I'm enjoying the education on the grain chemistry however, I think that some of your comments such as the, 'you should take at least some basic measurements,' or, 'provide real figures,' or people here saying BIAB is the, 'only way,' are not only incorrect but also make the BIAB brewers sound like a bunch of cowboys which they are not. They are, as a generalisation, keen as mustard with a thirst to learn. They are certainly not, 'redneck,' brewers.

I'm not sure if I can give you any other figures but I'm thinking that those I provided today would be enough to show that BIAB is getting slightly higher efficiency and achieving the same FG as batch-sparging without any noticeable taste differences. (Hoops, the only one who got the triangular test correct, found the BIAB beer to have slightly less body than the batch but also less astringency.)

I think that last para sums up our experiences to date.

All the best,
Pat
 
In the interest of science...
My BIAB FG's.

Porter 1 : 1020 (Windsor)
APA: 1012 (US-56)
Porter 2: 1022 (Windsor)
Aussie Lager: 1012 (Saflager)
 
woooo..lighten up a bit lads..
have a read of my posts...I was inquisitive and gave the reasons why in the sense of how enzymes work in a mash with particular reference to mash thickness. I admitted (in fact pre-faced my post) that I had not read all the posts but was interested in some actual figures that might dis-prove what I thought.

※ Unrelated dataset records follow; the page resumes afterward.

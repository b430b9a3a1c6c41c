//! Association queries: is a device bound to a given backing file, which
//! device holds a file, and which device is free for a new binding.

use crate::enumerate::{DeviceTopology, FilterMode, LoopDeviceRef, LoopSearch};
use crate::error::{LoopError, LoopResult};
use crate::status::{get_status64, get_status_legacy};
use std::fs::{self, File};
use std::os::unix::fs::MetadataExt;
use std::os::unix::io::AsRawFd;
use std::path::Path;

/// Three-way answer for an association query.
///
/// `Indeterminate` is a query failure, not "free": collapsing it into
/// `NotBound` could hand out a device that is actually in use.
#[derive(Debug, Clone, Copy, PartialEq, Eq)]
pub enum Association {
    Bound,
    NotBound,
    Indeterminate,
}

/// Stable identity of a backing file: device id plus inode.
#[derive(Debug, Clone, Copy, PartialEq, Eq)]
pub struct FileIdentity {
    pub dev: u64,
    pub ino: u64,
}

impl FileIdentity {
    pub fn of(path: &Path) -> LoopResult<Self> {
        let meta = fs::metadata(path).map_err(|err| LoopError::from_path_io(path, err))?;
        Ok(Self {
            dev: meta.dev(),
            ino: meta.ino(),
        })
    }
}

fn identity_matches(
    stored_dev: u64,
    stored_ino: u64,
    stored_offset: u64,
    target: FileIdentity,
    offset: u64,
    offset_significant: bool,
) -> bool {
    stored_dev == target.dev
        && stored_ino == target.ino
        && (!offset_significant || stored_offset == offset)
}

/// Does `device` currently hold a binding to `target`?
///
/// Tries the 64-bit status shape first, falls back to the legacy shape.
/// ENXIO from both means the device is free; any other failure is
/// `Indeterminate`.
pub fn is_associated(
    device: &File,
    target: FileIdentity,
    offset: u64,
    offset_significant: bool,
) -> Association {
    let fd = device.as_raw_fd();

    match get_status64(fd) {
        Ok(info) => {
            return if identity_matches(
                info.lo_device,
                info.lo_inode,
                info.lo_offset,
                target,
                offset,
                offset_significant,
            ) {
                Association::Bound
            } else {
                Association::NotBound
            };
        }
        Err(err) if err.raw_os_error() == Some(libc::ENXIO) => return Association::NotBound,
        Err(_) => {}
    }

    match get_status_legacy(fd) {
        Ok(info) => {
            if identity_matches(
                info.lo_device as u64,
                info.lo_inode as u64,
                info.lo_offset as u64,
                target,
                offset,
                offset_significant,
            ) {
                Association::Bound
            } else {
                Association::NotBound
            }
        }
        Err(err) if err.raw_os_error() == Some(libc::ENXIO) => Association::NotBound,
        Err(_) => Association::Indeterminate,
    }
}

/// Find the device already bound to `(file, offset)`, if any.
///
/// Every handle opened along the way, other than the returned one, is
/// closed before this returns.
pub fn find_associated(
    topology: &DeviceTopology,
    file: &Path,
    offset: u64,
) -> LoopResult<Option<LoopDeviceRef>> {
    let target = FileIdentity::of(file)?;
    let search = LoopSearch::open(topology, FilterMode::UsedOnly)?;

    for device in search {
        if is_associated(&device.file, target, offset, true) == Association::Bound {
            return Ok(Some(device));
        }
    }
    Ok(None)
}

/// Find a device with no current binding.
///
/// When nothing turns up, the enumeration counters distinguish the three
/// failure shapes: every probed node denied, probed but all in use, or no
/// loop node present at all.
pub fn find_free(topology: &DeviceTopology) -> LoopResult<LoopDeviceRef> {
    let mut search = LoopSearch::open(topology, FilterMode::FreeOnly)?;

    if let Some(device) = search.next() {
        return Ok(device);
    }

    let counters = search.counters();
    if counters.attempted > 0 && counters.permission_denied > 0 {
        Err(LoopError::Permission {
            probed: counters.attempted,
        })
    } else if counters.attempted > 0 {
        Err(LoopError::NoFreeDevice)
    } else {
        Err(LoopError::LoopSupportMissing)
    }
}
//! Bind and unbind state transitions.
//!
//! `bind` walks the full attach protocol against a chosen device: open the
//! backing file and device, populate the 64-bit descriptor, attach the
//! backing fd, then push status (with the legacy-shape fallback). A failure
//! after the attach is undone with a clear-fd, so the caller only ever
//! observes a fully bound or fully unbound device. `unbind` is a single
//! atomic clear request.

use crate::associate::find_associated;
use crate::enumerate::DeviceTopology;
use crate::error::{LoopError, LoopResult};
use crate::keys::{derive_key, PassphraseSource};
use crate::status::{
    clear_backing_fd, get_status64, get_status_legacy, project_to_legacy, set_backing_fd,
    set_status64, set_status_legacy, LoopInfo64, LO_CRYPT_CRYPTOAPI, LO_CRYPT_NONE, LO_CRYPT_XOR,
    LO_FLAGS_AUTOCLEAR, LO_KEY_SIZE, LO_NAME_SIZE,
};
use log::{debug, warn};
use std::fs::{self, File, OpenOptions};
use std::os::unix::ffi::OsStrExt;
use std::os::unix::io::AsRawFd;
use std::path::Path;

/// Parsed encryption request.
///
/// A purely numeric spec selects a cipher by its legacy type number; any
/// other non-empty spec names a transport cipher. `none`/`no` and the empty
/// spec mean no encryption.
#[derive(Debug, Clone, PartialEq, Eq)]
pub struct CipherSpec {
    pub encrypt_type: u32,
    pub name: Option<String>,
}

impl CipherSpec {
    pub fn parse(spec: Option<&str>) -> Self {
        let spec = spec.unwrap_or("").trim();
        if spec.is_empty() || spec.eq_ignore_ascii_case("none") || spec.eq_ignore_ascii_case("no")
        {
            return Self {
                encrypt_type: LO_CRYPT_NONE,
                name: None,
            };
        }
        if let Ok(num) = spec.parse::<u32>() {
            return Self {
                encrypt_type: num,
                name: None,
            };
        }
        Self {
            encrypt_type: LO_CRYPT_CRYPTOAPI,
            name: Some(spec.to_string()),
        }
    }
}

/// Everything `bind` needs to know, requested options included.
#[derive(Debug)]
pub struct BindRequest<'a> {
    pub device: &'a Path,
    pub file: &'a Path,
    pub offset: u64,
    pub size_limit: u64,
    pub cipher: Option<&'a str>,
    /// Key length handed to the cipher; defaults to the maximum supported
    /// size when unset.
    pub key_bits: Option<u32>,
    /// Stretch the passphrase through the hash pool instead of copying it.
    pub stretch_key: bool,
    pub read_only: bool,
    pub autoclear: bool,
    /// Enumeration roots for the advisory already-associated scan; `None`
    /// falls back to the standard `/dev` and sysfs layout.
    pub topology: Option<&'a DeviceTopology>,
}

impl<'a> BindRequest<'a> {
    pub fn new(device: &'a Path, file: &'a Path) -> Self {
        Self {
            device,
            file,
            offset: 0,
            size_limit: 0,
            cipher: None,
            key_bits: None,
            stretch_key: true,
            read_only: false,
            autoclear: false,
            topology: None,
        }
    }
}

/// What a bind actually achieved, as distinct from what was requested.
#[derive(Debug)]
pub struct BindReport {
    /// The binding ended up read-only (requested, or downgraded because the
    /// backing filesystem is read-only).
    pub read_only: bool,
    /// The kernel confirmed the autoclear flag.
    pub autoclear: bool,
    /// Kept open only when autoclear was achieved: this handle is what
    /// keeps the binding alive until last-close.
    pub device_handle: Option<File>,
}

fn copy_name(dst: &mut [u8; LO_NAME_SIZE], src: &[u8]) {
    let take = src.len().min(LO_NAME_SIZE - 1);
    dst[..take].copy_from_slice(&src[..take]);
    dst[take] = 0;
}

fn key_bytes_for(key_bits: Option<u32>) -> usize {
    let bits = key_bits.filter(|&bits| bits > 0).unwrap_or((LO_KEY_SIZE * 8) as u32);
    ((bits as usize) / 8).clamp(1, LO_KEY_SIZE)
}

/// Bind `request.device` to `request.file`.
///
/// Busy devices surface as `LoopError::Busy` so callers racing other
/// processes can re-enumerate and retry; every other failure is final for
/// this attempt. On any failure the device is left unbound.
pub fn bind(
    request: &BindRequest<'_>,
    passphrase: &mut dyn PassphraseSource,
) -> LoopResult<BindReport> {
    // Advisory only, and the scan costs a full enumeration pass, so it is
    // skipped outright when nobody listens at warn level.
    if log::log_enabled!(log::Level::Warn) {
        let default_topology;
        let topology = match request.topology {
            Some(topology) => topology,
            None => {
                default_topology = DeviceTopology::default();
                &default_topology
            }
        };
        if let Ok(Some(existing)) = find_associated(topology, request.file, request.offset) {
            warn!(
                "{} is already associated with {}",
                request.file.display(),
                existing.path.display()
            );
        }
    }

    // 1) backing file, honouring the read-only request and downgrading
    //    silently when the filesystem itself is read-only.
    let mut read_only = request.read_only;
    let backing = match open_with_mode(request.file, read_only) {
        Ok(file) => file,
        Err(err) if !read_only && err.raw_os_error() == Some(libc::EROFS) => {
            read_only = true;
            open_with_mode(request.file, true)
                .map_err(|err| LoopError::from_path_io(request.file, err))?
        }
        Err(err) => return Err(LoopError::from_path_io(request.file, err)),
    };

    // 2) the device, with the same access mode.
    let device = open_with_mode(request.device, read_only)
        .map_err(|err| LoopError::from_path_io(request.device, err))?;

    // 3) + 4) descriptor: canonical backing path and encryption fields.
    let mut info = LoopInfo64::default();
    let stored_name = fs::canonicalize(request.file)
        .unwrap_or_else(|_| request.file.to_path_buf());
    copy_name(&mut info.lo_file_name, stored_name.as_os_str().as_bytes());

    let cipher = CipherSpec::parse(request.cipher);
    info.lo_encrypt_type = cipher.encrypt_type;
    if let Some(name) = &cipher.name {
        copy_name(&mut info.lo_crypt_name, name.as_bytes());
    }
    info.lo_offset = request.offset;
    info.lo_sizelimit = request.size_limit;

    // 5) key material.
    match info.lo_encrypt_type {
        LO_CRYPT_NONE => info.lo_encrypt_key_size = 0,
        LO_CRYPT_XOR => {
            let pass = passphrase.read_passphrase("Password: ")?;
            let key = derive_key(&pass, LO_KEY_SIZE, false);
            info.lo_encrypt_key.copy_from_slice(&key);
            info.lo_encrypt_key_size = LO_KEY_SIZE as u32;
        }
        _ => {
            let pass = passphrase.read_passphrase("Password: ")?;
            if request.stretch_key {
                let take = key_bytes_for(request.key_bits);
                let key = derive_key(&pass, take, true);
                info.lo_encrypt_key[..take].copy_from_slice(&key);
                info.lo_encrypt_key_size = take as u32;
            } else {
                let key = derive_key(&pass, LO_KEY_SIZE, false);
                info.lo_encrypt_key.copy_from_slice(&key);
                info.lo_encrypt_key_size = LO_KEY_SIZE as u32;
            }
        }
    }

    // 6) attach the backing descriptor. EBUSY means another process won the
    //    race for this device; that outcome is retryable with a different
    //    device, everything else is not.
    if let Err(err) = set_backing_fd(device.as_raw_fd(), backing.as_raw_fd()) {
        info.wipe_key();
        return Err(if err.raw_os_error() == Some(libc::EBUSY) {
            LoopError::Busy {
                device: request.device.to_path_buf(),
            }
        } else {
            LoopError::Io(err)
        });
    }

    // 7) the device now holds its own reference to the backing file.
    drop(backing);

    // 8) push status, falling back to the legacy shape when the kernel
    //    rejects the 64-bit call.
    let mut autoclear = request.autoclear;
    if autoclear {
        info.lo_flags |= LO_FLAGS_AUTOCLEAR;
    }

    let status_result = push_status(&device, &mut info, &mut autoclear);
    info.wipe_key();

    // 9) all-or-nothing: undo the attach before reporting failure.
    if let Err(err) = status_result {
        let _ = clear_backing_fd(device.as_raw_fd());
        return Err(err);
    }

    debug!(
        "bound {} to {} (offset {}, sizelimit {})",
        request.device.display(),
        stored_name.display(),
        request.offset,
        request.size_limit
    );

    // 11) with autoclear in effect, the open handle is the binding's
    //     lifeline; without it the handle has served its purpose.
    let device_handle = autoclear.then_some(device);
    Ok(BindReport {
        read_only,
        autoclear,
        device_handle,
    })
}

/// Steps 8 and 10: set status (64-bit first, legacy on rejection) and
/// confirm the autoclear flag against what the kernel actually stored.
fn push_status(device: &File, info: &mut LoopInfo64, autoclear: &mut bool) -> LoopResult<()> {
    let fd = device.as_raw_fd();

    match set_status64(fd, info) {
        Ok(()) => {
            if *autoclear {
                let confirmed = get_status64(fd)
                    .map(|current| current.lo_flags & LO_FLAGS_AUTOCLEAR != 0)
                    .unwrap_or(false);
                if !confirmed {
                    *autoclear = false;
                }
            }
            Ok(())
        }
        Err(err64) => {
            debug!("LOOP_SET_STATUS64 rejected ({err64}), retrying with the legacy layout");
            let mut legacy = project_to_legacy(info).inspect_err(|_| *autoclear = false)?;
            let result = set_status_legacy(fd, &legacy);
            legacy.wipe_key();
            result?;

            if *autoclear {
                let confirmed = get_status_legacy(fd)
                    .map(|current| current.lo_flags as u32 & LO_FLAGS_AUTOCLEAR != 0)
                    .unwrap_or(false);
                if !confirmed {
                    *autoclear = false;
                }
            }
            Ok(())
        }
    }
}

fn open_with_mode(path: &Path, read_only: bool) -> std::io::Result<File> {
    OpenOptions::new()
        .read(true)
        .write(!read_only)
        .open(path)
}

/// Detach the binding on `device`.
///
/// A single atomic kernel request: open read-only, clear the backing
/// descriptor, close. There is no partial state to clean up on failure.
pub fn unbind(device: &Path) -> LoopResult<()> {
    let file = File::open(device).map_err(|err| LoopError::from_path_io(device, err))?;
    clear_backing_fd(file.as_raw_fd())?;
    debug!("unbound {}", device.display());
    Ok(())
}

#[cfg(test)]
mod tests {
    use super::*;
    use zeroize::Zeroizing;

    struct FixedPass(&'static [u8]);

    impl PassphraseSource for FixedPass {
        fn read_passphrase(&mut self, _prompt: &str) -> LoopResult<Zeroizing<Vec<u8>>> {
            Ok(Zeroizing::new(self.0.to_vec()))
        }
    }

    #[test]
    fn cipher_spec_empty_and_none_mean_no_encryption() {
        for spec in [None, Some(""), Some("none"), Some("NONE"), Some("no")] {
            let parsed = CipherSpec::parse(spec);
            assert_eq!(parsed.encrypt_type, LO_CRYPT_NONE, "spec {spec:?}");
            assert_eq!(parsed.name, None);
        }
    }

    #[test]
    fn cipher_spec_digits_select_numeric_type() {
        let parsed = CipherSpec::parse(Some("18"));
        assert_eq!(parsed.encrypt_type, 18);
        assert_eq!(parsed.name, None);

        let xor = CipherSpec::parse(Some("1"));
        assert_eq!(xor.encrypt_type, LO_CRYPT_XOR);
    }

    #[test]
    fn cipher_spec_names_select_cryptoapi() {
        for spec in ["aes", "twofish", "aes-256"] {
            let parsed = CipherSpec::parse(Some(spec));
            assert_eq!(parsed.encrypt_type, LO_CRYPT_CRYPTOAPI);
            assert_eq!(parsed.name.as_deref(), Some(spec));
        }
    }

    #[test]
    fn key_size_defaults_to_maximum() {
        assert_eq!(key_bytes_for(None), LO_KEY_SIZE);
        assert_eq!(key_bytes_for(Some(0)), LO_KEY_SIZE);
    }

    #[test]
    fn key_size_follows_requested_bits_within_bounds() {
        assert_eq!(key_bytes_for(Some(128)), 16);
        assert_eq!(key_bytes_for(Some(160)), 20);
        // Wider than the descriptor's key slot: clamp instead of overflow.
        assert_eq!(key_bytes_for(Some(4096)), LO_KEY_SIZE);
    }

    #[test]
    fn name_copy_truncates_and_terminates() {
        let mut dst = [0xFFu8; LO_NAME_SIZE];
        copy_name(&mut dst, b"/tmp/img.raw");
        assert_eq!(&dst[..12], b"/tmp/img.raw");
        assert_eq!(dst[12], 0);

        let long = vec![b'x'; 2 * LO_NAME_SIZE];
        copy_name(&mut dst, &long);
        assert_eq!(dst[LO_NAME_SIZE - 1], 0);
        assert!(dst[..LO_NAME_SIZE - 1].iter().all(|&b| b == b'x'));
    }

    #[test]
    fn bind_scans_the_request_topology_not_the_system_one() {
        let dir = tempfile::tempdir().unwrap();
        let backing = dir.path().join("img");
        std::fs::write(&backing, b"payload").unwrap();
        let topology = DeviceTopology {
            dev_dir: dir.path().to_path_buf(),
            loop_subdir: dir.path().join("loop"),
            sysfs_block_dir: dir.path().join("sys-block"),
        };

        let device = dir.path().join("loop0");
        let mut request = BindRequest::new(&device, &backing);
        request.topology = Some(&topology);
        let mut pass = FixedPass(b"");

        // The advisory scan runs against the supplied roots and the bind
        // then fails on the absent device node, not on the scan.
        assert!(matches!(
            bind(&request, &mut pass),
            Err(LoopError::NotFound { path }) if path == device
        ));
    }

    #[test]
    fn bind_against_missing_backing_file_reports_not_found() {
        let request = BindRequest::new(
            Path::new("/dev/loop0"),
            Path::new("/no/such/backing.img"),
        );
        let mut pass = FixedPass(b"");
        assert!(matches!(
            bind(&request, &mut pass),
            Err(LoopError::NotFound { .. })
        ));
    }
}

I am then told that I should read them all and I will find the answer....so I did, all 240+, and what did I find, well a lot but not a single post with actual starting and finishing gravities, the closest I found was one that was 1022 or so, but then this was dimissed as a dodgy instrument a post or two later, I got another that seemd indicate (but only indicate) a high finishing gravity.
After my initial post one brewer commented that attenuation seemed low and that that would indicate a high level of unfermentables (which is what the science says will happen)
Did I say that BIABS are cowboys, rednecks, I do not think so, in fact my call for actual figures was based on the premise that these measurements had been taken (as I am sure that they were)

So, PP I think that I can sort of get something from your
the figures show no probs with attenuation. More specifically 1.010 on lagers/pilseners (with Saflager 34/70) and 1.014 for darker beers such as the Scwartz (though this was brewed with the ale yeast, US-56).
I think that you mentioned your Scwartz was 2.5% alc somewhere? (#133)
Would I not be correct if I suggested that your opening gravity was 1.033
Further would that not give you an apparent attenuation of about 58%?
Given that the usual range for this yeast is in the 73-77% range I think that is a fair call to say the attenuation was low, which is precisely what the science would indicate.

To reiterate...at no stage have I said that BIAB will not work, but I have indicated that I felt that the result would be a dexrinous wort with low attenuation....which it appears to be.
I also pointed out that I prefer more dextrinous beers.

I am not knocking anyone, or their processes, I am merely making an enquiry....and I have had two responses, both indicating low attenuation.
Guess my major error was that I made the mistake of mixing science with brewing.

K
 
My first BIAB had an OG of 1.035 to which I added some DME to get to 1.044 target. The FG was 1.008 using a Nottingham yeast.